PROBLEM DESCRIPTION:
Count the lines in the records that hold the string "loaded". Only the number should be given.

── RECORD EXCERPTS

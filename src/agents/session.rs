//! Chat session emulation
//!
//! Agents without native conversation resumption get the whole conversation
//! replayed on every turn: the history is loaded from disk, the new user
//! message is appended, and a prompt is synthesized from optional one-time
//! instructions, optional document context and the labeled transcript.
//!
//! A turn holds an exclusive `history.lock` for its whole duration so two
//! turns on the same session id serialize instead of racing on
//! `history.json`.

use crate::error::{EngineError, EngineResult};
use crate::file_storage::history::{get_session_dir, load_history, save_history, LOCK_FILE};
use crate::file_storage::ensure_dir;
use crate::models::ChatHistoryEntry;
use fs2::FileExt;
use std::fs::{File, OpenOptions};
use std::path::{Path, PathBuf};

/// Instructions sent once, on the first message of a session
pub const CHAT_SYSTEM_INSTRUCTIONS: &str = "You are an AI coding assistant in a multi-turn conversation. \
You do not retain memory between turns, so the conversation so far is included below. \
Answer the latest user message directly and stay consistent with your earlier replies.";

const RESPOND_INSTRUCTION: &str =
    "Respond to the latest User message above, taking the whole conversation into account.";

/// Synthesize the prompt for an emulated chat turn.
///
/// `history` must already end with the new user message.
pub fn build_chat_prompt(
    history: &[ChatHistoryEntry],
    is_first_message: bool,
    spec_context: Option<&str>,
) -> String {
    let mut prompt = String::new();

    if is_first_message {
        prompt.push_str(CHAT_SYSTEM_INSTRUCTIONS);
        prompt.push_str("\n\n");
    }

    push_context(&mut prompt, spec_context);

    if !history.is_empty() {
        prompt.push_str("=== Conversation History ===\n\n");
        for entry in history {
            prompt.push_str(&format!("{}: {}\n\n", entry.role.label(), entry.content));
        }
        prompt.push_str("=== End History ===\n\n");
    }

    prompt.push_str(RESPOND_INSTRUCTION);
    prompt
}

/// Prompt for agents that resume the conversation natively: the agent keeps
/// its own transcript, so only the new message (and first-turn setup) is sent.
pub fn build_native_prompt(
    message: &str,
    is_first_message: bool,
    spec_context: Option<&str>,
) -> String {
    if !is_first_message {
        return message.to_string();
    }

    let mut prompt = String::new();
    prompt.push_str(CHAT_SYSTEM_INSTRUCTIONS);
    prompt.push_str("\n\n");
    push_context(&mut prompt, spec_context);
    prompt.push_str(message);
    prompt
}

fn push_context(prompt: &mut String, spec_context: Option<&str>) {
    if let Some(context) = spec_context.map(str::trim).filter(|c| !c.is_empty()) {
        prompt.push_str("=== Document ===\n");
        prompt.push_str(context);
        prompt.push_str("\n=== End Document ===\n\n");
    }
}

/// Exclusive per-session lock on `<session_dir>/history.lock`, released on drop
#[derive(Debug)]
pub struct SessionLock {
    file: File,
    path: PathBuf,
}

impl SessionLock {
    /// Block (on the blocking pool) until the session lock is held
    pub async fn acquire(session_dir: &Path) -> EngineResult<Self> {
        let dir = session_dir.to_path_buf();
        tokio::task::spawn_blocking(move || Self::acquire_blocking(&dir))
            .await
            .map_err(|e| EngineError::History {
                session_id: String::new(),
                message: format!("Lock task failed: {}", e),
            })?
    }

    fn acquire_blocking(session_dir: &Path) -> EngineResult<Self> {
        ensure_dir(session_dir)?;
        let path = session_dir.join(LOCK_FILE);
        let file = OpenOptions::new()
            .create(true)
            .truncate(false)
            .write(true)
            .open(&path)
            .map_err(|e| EngineError::io(&path, e))?;
        FileExt::lock_exclusive(&file).map_err(|e| EngineError::io(&path, e))?;
        log::debug!("[Session] Acquired {:?}", path);
        Ok(Self { file, path })
    }
}

impl Drop for SessionLock {
    fn drop(&mut self) {
        if let Err(e) = FileExt::unlock(&self.file) {
            log::warn!("[Session] Failed to release {:?}: {}", self.path, e);
        }
    }
}

/// One locked chat turn over a session's persisted history
#[derive(Debug)]
pub struct ChatSessionTurn {
    session_id: String,
    dir: PathBuf,
    history: Vec<ChatHistoryEntry>,
    _lock: SessionLock,
}

impl ChatSessionTurn {
    /// Lock the session and load its history (capped to `max_entries`)
    pub async fn begin(
        sessions_dir: &Path,
        session_id: &str,
        max_entries: usize,
    ) -> EngineResult<Self> {
        let dir = get_session_dir(sessions_dir, session_id)?;
        let lock = SessionLock::acquire(&dir).await?;

        let history = {
            let dir = dir.clone();
            tokio::task::spawn_blocking(move || load_history(&dir, max_entries))
                .await
                .map_err(|e| EngineError::History {
                    session_id: session_id.to_string(),
                    message: format!("Load task failed: {}", e),
                })??
        };

        log::debug!(
            "[Session] {} loaded {} history entries",
            session_id,
            history.len()
        );

        Ok(Self {
            session_id: session_id.to_string(),
            dir,
            history,
            _lock: lock,
        })
    }

    pub fn dir(&self) -> &Path {
        &self.dir
    }

    pub fn history(&self) -> &[ChatHistoryEntry] {
        &self.history
    }

    pub fn push_user(&mut self, message: &str) {
        self.history.push(ChatHistoryEntry::user(message));
    }

    /// Prompt for the emulated turn; call after `push_user`
    pub fn prompt(&self, is_first_message: bool, spec_context: Option<&str>) -> String {
        build_chat_prompt(&self.history, is_first_message, spec_context)
    }

    /// Append the reply and persist the full history, then release the lock
    pub async fn commit(mut self, reply: &str) -> EngineResult<()> {
        self.history.push(ChatHistoryEntry::assistant(reply));

        let dir = self.dir.clone();
        let history = std::mem::take(&mut self.history);
        let session_id = self.session_id.clone();
        tokio::task::spawn_blocking(move || save_history(&dir, &history))
            .await
            .map_err(|e| EngineError::History {
                session_id,
                message: format!("Save task failed: {}", e),
            })?
    }
}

────

YOUR SOLUTION:
2